Israele controlla chi entra e chi esce dalla Striscia. Chi necessita di cure fuori da Gaza deve ottenere l’approvazione di COGAT, l’agenzia militare israeliana responsabile degli affari umanitari per i palestinesi. A dicembre, l’Organizzazione mondiale della sanità ha dichiarato che il ritmo delle evacuazioni mediche era così lento che sarebbero serviti dai cinque ai dieci anni per smaltire l’arretrato. COGAT è stata contattata per un commento.
L’attesa per un’evacuazione medica è estenuante. I pazienti e le loro famiglie non hanno alcun modo di accelerare il processo e possono solo sperare che l’autorizzazione arrivi prima della morte.
Durante questi mesi, le condizioni fisiche e mentali di Abdel Karim sono peggiorate. Ha perso la capacità di camminare e, quando la pressione sanguigna si abbassa troppo, diventa temporaneamente cieco e ha convulsioni.
«Quello che amavo di più di Abdel Karim era la sua calma; non dava mai problemi come altri bambini» ricorda la madre. «Amava studiare arabo e inglese. Un tempo voleva diventare medico».
Ma i mesi di malattia lo hanno cambiato. «Negli ultimi tre mesi si è chiuso in sé stesso, è irritabile, urla spesso e non parla con nessuno: non è più il figlio tranquillo che conoscevo», dice Wahdan.
Molti bambini sono morti aspettando l’approvazione per l’evacuazione.
Amina al-Jourani non si era preoccupata troppo quando, nel gennaio 2024, suo figlio quindicenne Nidal tornò a casa con una ferita al piede. Israele aveva bombardato una casa vicina e Nidal era andato a soccorrere i feriti, portandoli in ospedale con la sua bicicletta. Tornato a casa, aveva solo un piccolo taglio al piede.
«All’inizio non ci abbiamo dato troppo peso. Sembrava una ferita semplice, normale» racconta Jourani. Ma nei giorni seguenti Nidal sviluppò febbre, perse peso e la pelle si ricoprì di macchie rosse.
Passò un anno e mezzo prima che i medici approvassero la richiesta di trasferirlo all’estero, poiché la sua condizione, pur persistente, non sembrava pericolosa per la vita. L’ospedale in cui era ricoverato, l’European Hospital, venne bombardato e lui fu rimandato a casa.
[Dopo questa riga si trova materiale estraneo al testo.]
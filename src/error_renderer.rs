//! Error rendering using ariadne
//!
//! Errors are drawn against the expression source with the offending token
//! underlined. Errors without a location are printed as a single line.

use crate::{Diagnostic, Error, Severity};
use ariadne::{ColorGenerator, Label, Report, ReportKind, Source};
use std::io::Write;

const SOURCE_ID: &str = "<expression>";

/// Render an error to stderr
///
/// # Example
/// ```no_run
/// use casm::{parse_source, render_error};
///
/// let source = "(1 + 2";
/// if let Err(e) = parse_source(source) {
///     render_error(&e, source);
/// }
/// ```
pub fn render_error(error: &Error, source: &str) {
    render_error_to_writer(error, source, &mut std::io::stderr(), true).ok();
}

/// Render an error to a specific writer
pub fn render_error_to(error: &Error, source: &str, writer: &mut dyn Write) -> std::io::Result<()> {
    render_error_to_writer(error, source, writer, true)
}

/// Render an error to a String (useful for logs and editor integrations)
pub fn render_error_to_string(error: &Error, source: &str) -> String {
    let mut buf = Vec::new();
    render_error_to_writer(error, source, &mut buf, true).ok();
    String::from_utf8_lossy(&buf).to_string()
}

/// Render an error to a String without color codes (useful for tests)
///
/// # Example
/// ```
/// use casm::{parse_source, render_error_to_string_no_color};
///
/// let source = "1 / 0";
/// let err = parse_source(source).unwrap_err();
/// let output = render_error_to_string_no_color(&err, source);
/// assert!(output.contains("divide by zero"));
/// ```
pub fn render_error_to_string_no_color(error: &Error, source: &str) -> String {
    let mut buf = Vec::new();
    render_error_to_writer(error, source, &mut buf, false).ok();
    String::from_utf8_lossy(&buf).to_string()
}

fn render_error_to_writer(
    error: &Error,
    source: &str,
    writer: &mut dyn Write,
    use_color: bool,
) -> std::io::Result<()> {
    let diag = error.to_diagnostic();
    match diag.span.as_ref() {
        // Tokens built by another lexer may carry spans from a different text.
        Some(span) if span.str_of(source).is_some() => {
            render_diagnostic(source, &diag, span.0.clone(), writer, use_color)
        }
        _ => writeln!(writer, "{}", diag),
    }
}

fn render_diagnostic(
    source: &str,
    diag: &Diagnostic,
    span: std::ops::Range<usize>,
    writer: &mut dyn Write,
    use_color: bool,
) -> std::io::Result<()> {
    let mut colors = ColorGenerator::new();
    colors.next(); // Skip the first color.

    let kind = match diag.severity {
        Severity::Error => ReportKind::Error,
        Severity::Bug => ReportKind::Custom("Bug", ariadne::Color::Magenta),
    };

    let mut report = Report::build(kind, (SOURCE_ID, span.clone()))
        .with_message(&diag.message)
        .with_config(
            ariadne::Config::default()
                .with_color(use_color)
                // Spans are byte offsets into the source.
                .with_index_type(ariadne::IndexType::Byte),
        );

    if let Some(code) = &diag.code {
        report = report.with_code(code);
    }

    let color = colors.next();
    report = report.with_label(
        Label::new((SOURCE_ID, span))
            .with_message(&diag.message)
            .with_color(color),
    );

    for help_msg in &diag.help {
        report = report.with_help(help_msg);
    }

    report
        .finish()
        .write((SOURCE_ID, Source::from(source)), &mut *writer)
}
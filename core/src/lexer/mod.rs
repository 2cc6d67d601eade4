//! Stand-alone tokenizer producing the parser's token stream from text.
//!
//! The assembler normally feeds tokens from its own lexer. This tokenizer
//! accepts the same token set and is used by [`crate::parser::parse_source`].

use crate::errors::{Error, ErrorKind, ExpressionError};
use crate::syntax::Span;
use crate::token::{Token, TokenKind};
use crate::{String, Vec};
use alloc::string::ToString;
use pest::Parser;
use pest_derive::Parser;

#[derive(Parser)]
#[grammar = "lexer/tokens.pest"]
struct TokenGrammar;

/// Split `source` into tokens.
///
/// String and character literal tokens carry the text between their quotes
/// with escapes left as written.
pub fn tokenize(source: &str) -> Result<Vec<Token>, Error> {
    let mut pairs =
        TokenGrammar::parse(Rule::tokens, source).map_err(|e| convert_pest_error(e, source))?;

    let Some(tokens) = pairs.next() else {
        return Ok(Vec::new());
    };

    let mut result = Vec::new();
    for pair in tokens.into_inner() {
        let raw = pair.as_str();
        let span = Span::from(pair.as_span());
        let (kind, text) = match pair.as_rule() {
            Rule::num_lit => (TokenKind::NumLit, raw),
            Rule::string_lit => (TokenKind::StringLit, strip_quotes(raw)),
            Rule::char_lit => (TokenKind::CharLit, strip_quotes(raw)),
            Rule::symbol => (TokenKind::Symbol, raw),
            Rule::plus => (TokenKind::Plus, raw),
            Rule::minus => (TokenKind::Minus, raw),
            Rule::asterisk => (TokenKind::Asterisk, raw),
            Rule::slash => (TokenKind::Slash, raw),
            Rule::percent => (TokenKind::Percent, raw),
            Rule::comma => (TokenKind::Comma, raw),
            Rule::open_paren => (TokenKind::OpenParen, raw),
            Rule::close_paren => (TokenKind::CloseParen, raw),
            Rule::open_bracket => (TokenKind::OpenBracket, raw),
            Rule::close_bracket => (TokenKind::CloseBracket, raw),
            Rule::EOI => continue,
            rule => unreachable!("Unknown token rule: {:?}", rule),
        };
        result.push(Token {
            kind,
            text: text.to_string(),
            span,
        });
    }

    tracing::trace!(count = result.len(), "tokenized expression source");
    Ok(result)
}

fn strip_quotes(raw: &str) -> &str {
    // Both quote characters are ASCII, so slicing stays on char boundaries.
    &raw[1..raw.len() - 1]
}

/// Convert a Pest error into an `InvalidToken` error at the failing position.
fn convert_pest_error(err: pest::error::Error<Rule>, source: &str) -> Error {
    let start = match err.location {
        pest::error::InputLocation::Pos(pos) => pos,
        pest::error::InputLocation::Span((start, _)) => start,
    };

    let text: String = match source[start..].chars().next() {
        Some(ch) => ch.to_string(),
        None => "end of input".to_string(),
    };
    let end = start + text.len().min(source.len() - start);

    ExpressionError::new(ErrorKind::InvalidToken { text }, Some(Span::new(start, end))).into()
}
//! The expression value model threaded through parsing, folding and resolution.

mod display;

use crate::options::DivisionPrecedence;
use crate::token::TokenKind;
use crate::{Box, String, Vec};
use core::fmt;

/// Result of parsing an expression: a literal or a deferred tree.
///
/// `BinaryOp` nodes own their operands exclusively. A `BinaryOp` is only
/// built when its operands could not be folded: their kinds differ, or one of
/// them is a `Binding`, `ByteList` or another `BinaryOp`.
#[derive(Debug, Clone, PartialEq)]
pub enum Expression {
    NumLitInt(i64),
    NumLitFloat(f64),
    StringLit(String),
    ByteList(Vec<u8>),
    /// Symbol resolved by a later linking pass.
    Binding(String),
    BinaryOp {
        op: BinaryOperator,
        lhs: Box<Expression>,
        rhs: Box<Expression>,
    },
}

/// Payload-free discriminant of [`Expression`].
#[derive(Debug, Clone, Copy, PartialEq, Eq, Hash)]
pub enum ExpressionKind {
    NumLitInt,
    NumLitFloat,
    StringLit,
    BinaryOp,
    Binding,
    ByteList,
}

impl ExpressionKind {
    /// Kinds the folding evaluator combines directly.
    pub fn is_foldable(self) -> bool {
        matches!(
            self,
            ExpressionKind::NumLitInt | ExpressionKind::NumLitFloat | ExpressionKind::StringLit
        )
    }
}

impl fmt::Display for ExpressionKind {
    fn fmt(&self, f: &mut fmt::Formatter<'_>) -> fmt::Result {
        let name = match self {
            ExpressionKind::NumLitInt => "integer",
            ExpressionKind::NumLitFloat => "floating point",
            ExpressionKind::StringLit => "string",
            ExpressionKind::BinaryOp => "binary operation",
            ExpressionKind::Binding => "binding",
            ExpressionKind::ByteList => "byte list",
        };
        f.write_str(name)
    }
}

#[derive(Debug, Clone, Copy, PartialEq, Eq, Hash)]
pub enum BinaryOperator {
    Plus,
    Minus,
    Times,
    Divide,
    Modulo,
}

impl BinaryOperator {
    /// The operator a token stands for, if any.
    pub fn from_token(kind: TokenKind) -> Option<Self> {
        match kind {
            TokenKind::Plus => Some(BinaryOperator::Plus),
            TokenKind::Minus => Some(BinaryOperator::Minus),
            TokenKind::Asterisk => Some(BinaryOperator::Times),
            TokenKind::Slash => Some(BinaryOperator::Divide),
            TokenKind::Percent => Some(BinaryOperator::Modulo),
            _ => None,
        }
    }

    /// Binding strength used by the precedence-climbing parser.
    pub fn precedence(self, division: DivisionPrecedence) -> u8 {
        match (self, division) {
            (BinaryOperator::Plus | BinaryOperator::Minus, _) => 1,
            (BinaryOperator::Times, _) => 2,
            (BinaryOperator::Divide | BinaryOperator::Modulo, DivisionPrecedence::Legacy) => 0,
            (BinaryOperator::Divide | BinaryOperator::Modulo, DivisionPrecedence::Multiplicative) => 2,
        }
    }

    pub fn symbol(self) -> &'static str {
        match self {
            BinaryOperator::Plus => "+",
            BinaryOperator::Minus => "-",
            BinaryOperator::Times => "*",
            BinaryOperator::Divide => "/",
            BinaryOperator::Modulo => "%",
        }
    }
}

impl fmt::Display for BinaryOperator {
    fn fmt(&self, f: &mut fmt::Formatter<'_>) -> fmt::Result {
        f.write_str(self.symbol())
    }
}

impl Expression {
    /// Build a deferred binary operation node.
    pub fn binary(op: BinaryOperator, lhs: Expression, rhs: Expression) -> Self {
        Expression::BinaryOp {
            op,
            lhs: Box::new(lhs),
            rhs: Box::new(rhs),
        }
    }

    pub fn kind(&self) -> ExpressionKind {
        match self {
            Expression::NumLitInt(_) => ExpressionKind::NumLitInt,
            Expression::NumLitFloat(_) => ExpressionKind::NumLitFloat,
            Expression::StringLit(_) => ExpressionKind::StringLit,
            Expression::ByteList(_) => ExpressionKind::ByteList,
            Expression::Binding(_) => ExpressionKind::Binding,
            Expression::BinaryOp { .. } => ExpressionKind::BinaryOp,
        }
    }

    /// True when no `Binding` occurs anywhere in the expression.
    pub fn is_resolved(&self) -> bool {
        match self {
            Expression::Binding(_) => false,
            Expression::BinaryOp { lhs, rhs, .. } => lhs.is_resolved() && rhs.is_resolved(),
            _ => true,
        }
    }

    /// Names of unresolved bindings, left to right.
    pub fn bindings(&self) -> Vec<&str> {
        let mut names = Vec::new();
        self.collect_bindings(&mut names);
        names
    }

    fn collect_bindings<'a>(&'a self, names: &mut Vec<&'a str>) {
        match self {
            Expression::Binding(name) => names.push(name.as_str()),
            Expression::BinaryOp { lhs, rhs, .. } => {
                lhs.collect_bindings(names);
                rhs.collect_bindings(names);
            }
            _ => {}
        }
    }

    pub fn as_int(&self) -> Option<i64> {
        match self {
            Expression::NumLitInt(value) => Some(*value),
            _ => None,
        }
    }

    pub fn as_float(&self) -> Option<f64> {
        match self {
            Expression::NumLitFloat(value) => Some(*value),
            _ => None,
        }
    }

    pub fn as_str(&self) -> Option<&str> {
        match self {
            Expression::StringLit(value) => Some(value.as_str()),
            _ => None,
        }
    }

    pub fn as_bytes(&self) -> Option<&[u8]> {
        match self {
            Expression::ByteList(bytes) => Some(bytes.as_slice()),
            _ => None,
        }
    }
}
La febbre aumentò, il piede divenne blu. Ricoverato in un altro ospedale, gli fu diagnosticata un’insufficienza renale. Morì due giorni dopo, il 2 giugno 2025.
I medici affermano che è impossibile far fronte a tutti i casi, soprattutto da quando, a marzo, Israele ha imposto un blocco severo agli aiuti umanitari. Le organizzazioni umanitarie parlano di uno scenario di carestia estrema in corso a Gaza. Israele nega che ci sia una crisi di fame e attribuisce alle Nazioni Unite una cattiva distribuzione degli aiuti – accusa respinta unanimemente dalle organizzazioni umanitarie.
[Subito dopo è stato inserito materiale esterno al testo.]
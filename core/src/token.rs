//! Tokens consumed by the expression parser.
//!
//! The assembler's lexer produces these; [`crate::lexer::tokenize`] is a small
//! stand-alone tokenizer producing the same stream from text.

use crate::String;
use crate::syntax::Span;
use core::fmt;

#[derive(Debug, Clone, Copy, PartialEq, Eq)]
pub enum TokenKind {
    NumLit,
    /// Text is the content between the double quotes, escapes untouched.
    StringLit,
    /// Text is the content between the single quotes, escapes untouched.
    CharLit,
    Symbol,
    Plus,
    Minus,
    Asterisk,
    Slash,
    Percent,
    Comma,
    OpenParen,
    CloseParen,
    OpenBracket,
    CloseBracket,
}

#[derive(Debug, Clone, PartialEq)]
pub struct Token {
    pub kind: TokenKind,
    pub text: String,
    pub span: Span,
}

impl Token {
    /// Create a token without source location.
    pub fn new(kind: TokenKind, text: impl Into<String>) -> Self {
        Self {
            kind,
            text: text.into(),
            span: Span::default(),
        }
    }

    pub fn with_span(mut self, span: Span) -> Self {
        self.span = span;
        self
    }
}

impl fmt::Display for Token {
    fn fmt(&self, f: &mut fmt::Formatter<'_>) -> fmt::Result {
        f.write_str(&self.text)
    }
}

/// Destructive cursor over a borrowed token sequence.
///
/// Parsing pops tokens from the front; whatever is left after a parse call is
/// still visible to the caller through [`TokenCursor::remaining`].
#[derive(Debug, Clone)]
pub struct TokenCursor<'t> {
    tokens: &'t [Token],
    pos: usize,
}

impl<'t> TokenCursor<'t> {
    pub fn new(tokens: &'t [Token]) -> Self {
        Self { tokens, pos: 0 }
    }

    pub fn is_empty(&self) -> bool {
        self.pos >= self.tokens.len()
    }

    /// Number of tokens not consumed yet.
    pub fn len(&self) -> usize {
        self.tokens.len().saturating_sub(self.pos)
    }

    pub fn peek(&self) -> Option<&'t Token> {
        self.tokens.get(self.pos)
    }

    pub fn pop(&mut self) -> Option<&'t Token> {
        let token = self.tokens.get(self.pos)?;
        self.pos += 1;
        Some(token)
    }

    pub fn remaining(&self) -> &'t [Token] {
        &self.tokens[self.pos.min(self.tokens.len())..]
    }
}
«Molti bambini muoiono per la mancanza di risorse o per l’assenza di risposta alle richieste di trasferimento» spiega Ragheb Warsh Agha, direttore del reparto di gastroenterologia dell’ospedale pediatrico al-Rantisi. «In molti casi, le cure sono semplici – per esempio, potremmo aver bisogno di farmaci di base, di trattamenti specifici non disponibili o di eseguire esami per i quali manca l’attrezzatura necessaria».
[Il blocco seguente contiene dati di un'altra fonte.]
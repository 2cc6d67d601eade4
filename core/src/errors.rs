//! Error types for expression parsing and constant folding.
//!
//! # Error Categories
//!
//! - **Expression errors** ([`ExpressionError`]): problems traceable to the
//!   assembly source, such as a malformed literal, a missing `)` or a division
//!   by zero found while folding. The assembler attaches its own position
//!   context and decides whether to halt or continue with the next statement.
//!
//! - **Contract violations** ([`ContractViolation`]): the folding evaluator was
//!   called outside its precondition. These indicate a bug in the caller, not
//!   bad input, and must not be recovered from like ordinary errors.

use crate::expression::{BinaryOperator, ExpressionKind};
use crate::syntax::Span;
use crate::token::Token;
use crate::vm::VmStatus;
use crate::{String, Vec, format, vec};
use alloc::string::ToString;
use thiserror::Error;

/// Top-level error returned by parsing, folding and resolution.
#[derive(Debug, Clone, PartialEq, Error)]
pub enum Error {
    /// Error caused by the expression source.
    #[error(transparent)]
    Expression(#[from] ExpressionError),

    /// Internal fault: an operation was invoked outside its precondition.
    #[error("internal contract violation: {0}")]
    Contract(#[from] ContractViolation),
}

impl Error {
    /// Whether the caller may report this error and carry on.
    ///
    /// Contract violations are never recoverable.
    pub fn is_recoverable(&self) -> bool {
        matches!(self, Error::Expression(_))
    }

    /// The expression error kind, if this is a recoverable error.
    pub fn kind(&self) -> Option<&ErrorKind> {
        match self {
            Error::Expression(e) => Some(&e.kind),
            Error::Contract(_) => None,
        }
    }

    /// Source span of the offending token, when known.
    pub fn span(&self) -> Option<&Span> {
        match self {
            Error::Expression(e) => e.span.as_ref(),
            Error::Contract(_) => None,
        }
    }

    /// Attach a span to an expression error that does not have one yet.
    pub fn with_span(self, span: &Span) -> Self {
        match self {
            Error::Expression(mut e) if e.span.is_none() => {
                e.span = Some(span.clone());
                Error::Expression(e)
            }
            other => other,
        }
    }
}

impl From<ErrorKind> for Error {
    fn from(kind: ErrorKind) -> Self {
        Error::Expression(ExpressionError::new(kind, None))
    }
}

/// A recoverable error with the location it was found at.
#[derive(Debug, Clone, PartialEq, Error)]
#[error("{kind}")]
pub struct ExpressionError {
    pub kind: ErrorKind,
    pub span: Option<Span>,
}

/// Specific kinds of expression errors.
#[derive(Debug, Clone, PartialEq, Error)]
pub enum ErrorKind {
    /// The token stream was empty where an expression was required.
    #[error("trying to parse empty expression")]
    EmptyExpression,

    /// No expression can start with this token.
    #[error("unknown expression starting with token '{}'", .0.text)]
    UnexpectedToken(Token),

    /// Numeric literal that is neither an integer nor a float.
    #[error("error parsing number literal '{text}'")]
    NumberLiteralParseError { text: String },

    /// Character literal that does not decode to exactly one character.
    #[error("error parsing character literal '{text}': {reason}")]
    CharLiteralParseError {
        text: String,
        reason: CharLiteralError,
    },

    /// `(` without a matching `)`.
    #[error("cannot find matching closing parenthesis ')'")]
    UnmatchedParen,

    /// `[` without a matching `]`.
    #[error("cannot find matching closing bracket ']'")]
    UnmatchedBracket,

    /// Byte list element that is neither an integer nor a string.
    #[error("unsupported value of kind '{kind}' inside byte list")]
    UnsupportedByteListElement { kind: ExpressionKind },

    /// Operator not defined for this operand kind.
    #[error("unsupported operation '{op}' between {kind} literals")]
    UnsupportedOperation {
        kind: ExpressionKind,
        op: BinaryOperator,
    },

    /// Integer division or remainder by zero, or float division by zero.
    #[error("divide by zero")]
    DivideByZero,

    /// Expression nesting exceeds the configured limit.
    #[error("expression nesting depth {depth} exceeds maximum of {max_depth} levels")]
    MaxDepthExceeded { depth: usize, max_depth: usize },

    /// Source text the tokenizer could not split into tokens.
    #[error("invalid token '{text}'")]
    InvalidToken { text: String },
}

impl ErrorKind {
    /// Short stable code for documentation lookup.
    pub fn code(&self) -> &'static str {
        match self {
            ErrorKind::EmptyExpression => "E001",
            ErrorKind::UnexpectedToken(_) => "E002",
            ErrorKind::NumberLiteralParseError { .. } => "E003",
            ErrorKind::CharLiteralParseError { .. } => "E004",
            ErrorKind::UnmatchedParen => "E005",
            ErrorKind::UnmatchedBracket => "E006",
            ErrorKind::UnsupportedByteListElement { .. } => "E007",
            ErrorKind::UnsupportedOperation { .. } => "E008",
            ErrorKind::DivideByZero => "E009",
            ErrorKind::MaxDepthExceeded { .. } => "E010",
            ErrorKind::InvalidToken { .. } => "E011",
        }
    }

    /// The VM status with the same meaning, for errors shared with the runtime.
    pub fn vm_status(&self) -> Option<VmStatus> {
        match self {
            ErrorKind::DivideByZero => Some(VmStatus::DivideByZero),
            _ => None,
        }
    }

    fn help(&self) -> Vec<String> {
        match self {
            ErrorKind::UnmatchedParen | ErrorKind::UnmatchedBracket => {
                vec!["Add the missing closing delimiter".to_string()]
            }
            ErrorKind::NumberLiteralParseError { .. } => {
                vec!["Check the number format".to_string()]
            }
            ErrorKind::CharLiteralParseError {
                reason: CharLiteralError::MultiCharacterLiteral,
                ..
            } => vec!["Use a string literal for more than one character".to_string()],
            ErrorKind::UnsupportedByteListElement { .. } => vec![
                "Byte list elements must be integer or string literals known at assembly time"
                    .to_string(),
            ],
            ErrorKind::MaxDepthExceeded { .. } => {
                vec!["Reduce nesting or simplify the expression".to_string()]
            }
            _ => vec![],
        }
    }
}

/// Reasons a character literal fails to decode.
#[derive(Debug, Clone, PartialEq, Eq, Error)]
pub enum CharLiteralError {
    #[error("empty character literal")]
    Empty,
    #[error("unsupported multi-character character literal")]
    MultiCharacterLiteral,
    #[error("unescaped quote at position {pos}")]
    UnescapedQuote { pos: usize },
    #[error("invalid escape sequence '{seq}' at position {pos}")]
    InvalidEscape { pos: usize, seq: String },
    #[error("invalid digit '{digit}' in escape at position {pos}")]
    InvalidDigit { pos: usize, digit: char },
    #[error("incomplete escape at position {pos}: expected {expected} digits, got {got}")]
    IncompleteEscape {
        pos: usize,
        expected: usize,
        got: usize,
    },
    #[error("invalid code point U+{value:X} at position {pos}")]
    InvalidCodePoint { pos: usize, value: u32 },
}

/// The folding evaluator was called outside its precondition.
#[derive(Debug, Clone, Copy, PartialEq, Eq, Error)]
pub enum ContractViolation {
    /// Operand of a kind the evaluator never folds (tree, binding, byte list).
    #[error("operand of kind {kind} cannot be folded")]
    NonFoldableOperand { kind: ExpressionKind },

    /// Operands of two different kinds.
    #[error("cannot fold operands of mismatched kinds {lhs} and {rhs}")]
    MismatchedKinds {
        lhs: ExpressionKind,
        rhs: ExpressionKind,
    },
}

impl ExpressionError {
    pub fn new(kind: ErrorKind, span: Option<Span>) -> Self {
        Self { kind, span }
    }

    /// Convert to a Diagnostic for the assembler front end.
    pub fn to_diagnostic(&self) -> Diagnostic {
        Diagnostic {
            severity: Severity::Error,
            message: self.kind.to_string(),
            span: self.span.clone(),
            help: self.kind.help(),
            code: Some(self.kind.code().to_string()),
        }
    }
}

impl Error {
    /// Convert to a Diagnostic; contract violations are reported as bugs.
    pub fn to_diagnostic(&self) -> Diagnostic {
        match self {
            Error::Expression(e) => e.to_diagnostic(),
            Error::Contract(v) => Diagnostic {
                severity: Severity::Bug,
                message: format!("internal contract violation: {}", v),
                span: None,
                help: vec![],
                code: None,
            },
        }
    }
}

/// A diagnostic message with an optional source location.
#[derive(Debug, Clone, PartialEq)]
pub struct Diagnostic {
    pub severity: Severity,
    pub message: String,
    pub span: Option<Span>,
    pub help: Vec<String>,
    pub code: Option<String>,
}

/// Severity level for diagnostics.
#[derive(Debug, Clone, Copy, PartialEq, Eq)]
pub enum Severity {
    /// Error in the assembly source.
    Error,
    /// Internal fault in the assembler itself.
    Bug,
}

impl core::fmt::Display for Severity {
    fn fmt(&self, f: &mut core::fmt::Formatter<'_>) -> core::fmt::Result {
        match self {
            Severity::Error => write!(f, "error"),
            Severity::Bug => write!(f, "bug"),
        }
    }
}

impl core::fmt::Display for Diagnostic {
    fn fmt(&self, f: &mut core::fmt::Formatter<'_>) -> core::fmt::Result {
        write!(f, "{}: {}", self.severity, self.message)?;

        if let Some(ref code) = self.code {
            write!(f, " [{}]", code)?;
        }

        for help_msg in &self.help {
            write!(f, "\nhelp: {}", help_msg)?;
        }

        Ok(())
    }
}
Agha aggiunge che l’ospedale sovraffollato è costretto spesso a mettere tre bambini nello stesso letto, favorendo la diffusione delle malattie. La crisi alimentare aggrava il problema: la mancanza di cibo indebolisce il sistema immunitario e rende più difficile guarire.
Per i genitori che attendono che la burocrazia consegni quel pezzo di carta che può significare la vita per i loro figli, l’impotenza è straziante.
Jourani ricorda: «Nel momento più grave della sua malattia, Nidal mi diede 100 shekel che aveva risparmiato e mi disse: “Mamma, tienili per me così, quando il [valico] riaprirà, potrò comprare tante caramelle, cioccolato e snack”».
Due mesi e mezzo dopo la morte di Nidal, sua madre ricevette un messaggio: la richiesta di evacuazione era stata approvata.
«Nidal è morto e i soldi sono ancora nella mia borsa» dice tra le lacrime. «È morto aspettando che i valichi si aprissero».